Screening of the micro-organisms from an in-house microbial culture repository, identified a bacterial strain bearing membrane-bound, inducible ester hydrolase activity. The strain designated as RRL-BB1 has been identified as Bacillus subtilis by 16 S rRNA typing. Its application in the kinetic resolution of several racemates, including drug intermediates, showed moderate to high enantioselectivity. The enzyme, designated as BBL, exhibited high enantioselectivity (ee 99%) with acyl derivatives of unsubstituted and substituted 1-(phenyl)ethanols and 1-(6-methoxy-2-naphthyl)ethanols. With acyl derivatives of 2-(6-methoxy-2-naphthyl)propan-1-ol, moderate enantioselectivity was observed. The enzyme also showed moderate enantioselectivity with alkyl esters of carboxylic acids i.e. 2-bromopropanoic acid and 2-hydroxy-4-phenylbutanoic acid. The enzyme was purified to > 90% purity from cell-free extract of RRL-BB1 with 26% overall yield. The purified enzyme exhibited hydrolase activity without any noticeable decrease in the rate of hydrolysis or the enantioselectivity profile. A specific activity of 450 units/mg protein resulted after at least a 200-fold purification of the crude cell-free extract.

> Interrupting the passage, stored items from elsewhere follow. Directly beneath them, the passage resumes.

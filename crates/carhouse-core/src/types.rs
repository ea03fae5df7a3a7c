//! Closed domain enums and the tagged category icon.
//!
//! The backend stores these as plain strings; the tagging happens once at
//! decode time so renderers never re-infer anything from string shape.

use std::fmt;
use std::str::FromStr;

use serde::de::Error as DeError;
use serde::{Deserialize, Deserializer, Serialize, Serializer};

// ── Order status ────────────────────────────────────────────────────

/// Order lifecycle status. Closed set, lowercase on the wire.
#[derive(Debug, Clone, Copy, PartialEq, Eq, Serialize, Deserialize)]
#[serde(rename_all = "lowercase")]
pub enum OrderStatus {
    Pending,
    Processing,
    Shipped,
    Delivered,
    Cancelled,
}

impl OrderStatus {
    /// All statuses, in lifecycle order. Drives the per-row select.
    pub const ALL: [OrderStatus; 5] = [
        OrderStatus::Pending,
        OrderStatus::Processing,
        OrderStatus::Shipped,
        OrderStatus::Delivered,
        OrderStatus::Cancelled,
    ];

    /// The literal wire value.
    pub fn as_str(&self) -> &'static str {
        match self {
            OrderStatus::Pending => "pending",
            OrderStatus::Processing => "processing",
            OrderStatus::Shipped => "shipped",
            OrderStatus::Delivered => "delivered",
            OrderStatus::Cancelled => "cancelled",
        }
    }

    /// Human label for table badges and select options.
    pub fn label(&self) -> &'static str {
        match self {
            OrderStatus::Pending => "Pending",
            OrderStatus::Processing => "Processing",
            OrderStatus::Shipped => "Shipped",
            OrderStatus::Delivered => "Delivered",
            OrderStatus::Cancelled => "Cancelled",
        }
    }
}

impl FromStr for OrderStatus {
    type Err = String;

    fn from_str(s: &str) -> Result<Self, Self::Err> {
        match s {
            "pending" => Ok(OrderStatus::Pending),
            "processing" => Ok(OrderStatus::Processing),
            "shipped" => Ok(OrderStatus::Shipped),
            "delivered" => Ok(OrderStatus::Delivered),
            "cancelled" => Ok(OrderStatus::Cancelled),
            other => Err(format!("unknown order status '{}'", other)),
        }
    }
}

impl fmt::Display for OrderStatus {
    fn fmt(&self, f: &mut fmt::Formatter<'_>) -> fmt::Result {
        f.write_str(self.as_str())
    }
}

// ── User role ───────────────────────────────────────────────────────

/// User role claim. Admin-table membership in the backend follows it.
#[derive(Debug, Clone, Copy, PartialEq, Eq, Serialize, Deserialize)]
#[serde(rename_all = "lowercase")]
pub enum Role {
    Customer,
    Admin,
    Superadmin,
}

impl Role {
    pub const ALL: [Role; 3] = [Role::Customer, Role::Admin, Role::Superadmin];

    pub fn as_str(&self) -> &'static str {
        match self {
            Role::Customer => "customer",
            Role::Admin => "admin",
            Role::Superadmin => "superadmin",
        }
    }

    /// Whether this role passes the admin gate.
    pub fn is_admin(&self) -> bool {
        matches!(self, Role::Admin | Role::Superadmin)
    }
}

impl FromStr for Role {
    type Err = String;

    fn from_str(s: &str) -> Result<Self, Self::Err> {
        match s {
            "customer" => Ok(Role::Customer),
            "admin" => Ok(Role::Admin),
            "superadmin" => Ok(Role::Superadmin),
            other => Err(format!("unknown role '{}'", other)),
        }
    }
}

impl Default for Role {
    fn default() -> Self {
        Role::Customer
    }
}

// ── Category icon ───────────────────────────────────────────────────

/// Category icon: an emoji glyph or an image URL.
///
/// The wire value is a single string either way. Classification happens
/// exactly once, when the record is decoded (or when the admin form is
/// submitted) — renderers only match on the variant.
#[derive(Debug, Clone, PartialEq, Eq)]
pub enum CategoryIcon {
    Emoji(String),
    ImageUrl(String),
}

const IMAGE_SUFFIXES: [&str; 5] = [".png", ".jpg", ".jpeg", ".webp", ".svg"];

impl CategoryIcon {
    /// Classify a raw backend string into a tagged icon.
    pub fn classify(raw: &str) -> CategoryIcon {
        let lower = raw.to_ascii_lowercase();
        let looks_like_url = lower.starts_with("http://")
            || lower.starts_with("https://")
            || IMAGE_SUFFIXES.iter().any(|s| lower.ends_with(s));
        if looks_like_url {
            CategoryIcon::ImageUrl(raw.to_string())
        } else {
            CategoryIcon::Emoji(raw.to_string())
        }
    }

    /// The raw string the backend stores.
    pub fn as_str(&self) -> &str {
        match self {
            CategoryIcon::Emoji(s) | CategoryIcon::ImageUrl(s) => s,
        }
    }
}

impl Serialize for CategoryIcon {
    fn serialize<S: Serializer>(&self, serializer: S) -> Result<S::Ok, S::Error> {
        serializer.serialize_str(self.as_str())
    }
}

impl<'de> Deserialize<'de> for CategoryIcon {
    fn deserialize<D: Deserializer<'de>>(deserializer: D) -> Result<Self, D::Error> {
        let raw = String::deserialize(deserializer)?;
        if raw.is_empty() {
            return Err(D::Error::custom("empty icon value"));
        }
        Ok(CategoryIcon::classify(&raw))
    }
}

// ── Dates ───────────────────────────────────────────────────────────

/// Format an RFC 3339 timestamp as "Jan 5, 2026".
///
/// Unparseable input falls back to the raw string rather than failing the
/// whole page render.
pub fn format_date(raw: &str) -> String {
    match chrono::DateTime::parse_from_rfc3339(raw) {
        Ok(dt) => dt.format("%b %-d, %Y").to_string(),
        Err(_) => raw.to_string(),
    }
}

#[cfg(test)]
mod tests {
    use super::*;

    #[test]
    fn order_status_round_trip() {
        for status in OrderStatus::ALL {
            assert_eq!(status.as_str().parse::<OrderStatus>(), Ok(status));
        }
        assert!("refunded".parse::<OrderStatus>().is_err());
    }

    #[test]
    fn order_status_wire_values_are_literal() {
        let json = serde_json::to_string(&OrderStatus::Processing).unwrap();
        assert_eq!(json, "\"processing\"");
        let back: OrderStatus = serde_json::from_str("\"delivered\"").unwrap();
        assert_eq!(back, OrderStatus::Delivered);
    }

    #[test]
    fn role_admin_gate() {
        assert!(!Role::Customer.is_admin());
        assert!(Role::Admin.is_admin());
        assert!(Role::Superadmin.is_admin());
    }

    #[test]
    fn icon_classification() {
        assert_eq!(CategoryIcon::classify("🔧"), CategoryIcon::Emoji("🔧".into()));
        assert_eq!(
            CategoryIcon::classify("https://cdn.example.com/brakes.png"),
            CategoryIcon::ImageUrl("https://cdn.example.com/brakes.png".into())
        );
        assert_eq!(
            CategoryIcon::classify("uploads/filters.JPG"),
            CategoryIcon::ImageUrl("uploads/filters.JPG".into())
        );
        // Plain words stay emoji-ish text, not URLs.
        assert_eq!(CategoryIcon::classify("🏷️"), CategoryIcon::Emoji("🏷️".into()));
    }

    #[test]
    fn icon_serializes_to_plain_string() {
        let icon = CategoryIcon::ImageUrl("https://x/y.png".into());
        assert_eq!(serde_json::to_string(&icon).unwrap(), "\"https://x/y.png\"");
        let back: CategoryIcon = serde_json::from_str("\"🚗\"").unwrap();
        assert_eq!(back, CategoryIcon::Emoji("🚗".into()));
    }

    #[test]
    fn date_formatting() {
        assert_eq!(format_date("2026-01-05T10:30:00Z"), "Jan 5, 2026");
        assert_eq!(format_date("not-a-date"), "not-a-date");
    }
}
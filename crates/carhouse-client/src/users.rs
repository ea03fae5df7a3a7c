//! User listing and partial updates (block toggle, role changes).

use reqwest::Method;

use carhouse_core::ServiceError;

use crate::backend::{Backend, FailureKind};
use crate::model::{User, UserPatch};

impl Backend {
    /// All registered users.
    pub async fn get_users(&self) -> Result<Vec<User>, ServiceError> {
        let value = self.get_json("/rest/users").await?;
        Self::items(value, "user")
    }

    /// Apply a partial update to a user. Blocking and unblocking are two
    /// independent calls with explicit values, never a toggle.
    pub async fn update_user(&self, id: &str, patch: &UserPatch) -> Result<User, ServiceError> {
        let value = self
            .execute(
                self.request(Method::PATCH, &format!("/rest/users/{}", id))
                    .json(patch),
                FailureKind::Write,
            )
            .await?;
        Self::record(value, "user")
    }
}
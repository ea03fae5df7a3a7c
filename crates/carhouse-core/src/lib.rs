//! Shared domain primitives for the Car House admin panel.
//!
//! Everything durable lives in the external backend; this crate only holds
//! the value types both the backend client and the admin server agree on:
//! the unified error taxonomy, money/VAT math, and the closed enums that
//! the wire protocol treats as plain strings.

pub mod error;
pub mod money;
pub mod types;

pub use error::{error_code, ServiceError};
pub use money::{format_currency, TaxBreakdown, VAT_RATE};
pub use types::{format_date, CategoryIcon, OrderStatus, Role};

The key purification step was the irreversible adsorption of the salt-precipitated crude enzyme on hydrophobic resin, in the presence of a low salt concentration, and desorption of the enzyme with a linear gradient of 1% sodium cholate. The purified enzyme was a 45 kD monomer as shown by SDS/PAGE. The N-terminal amino acid sequence of the purified enzyme was determined as Thr-Lys-Leu-Thr-Val-Gln-Thr-Arg-Asp-Gly-Ala-Leu-Arg-Gly-Thr. The N-terminal sequence did not bear any homology with other known bacterial lipases. BBL is maximally active at 37 °C, pH 8.0 and fairly stable up to 40 °C, pH 6–10. The enzyme is insensitive to EDTA but inhibited by serine protease inhibitor PMSF. Its activity (72%) was retained in the presence of the anionic detergent SDS at a concentration of 0.2% (w/v).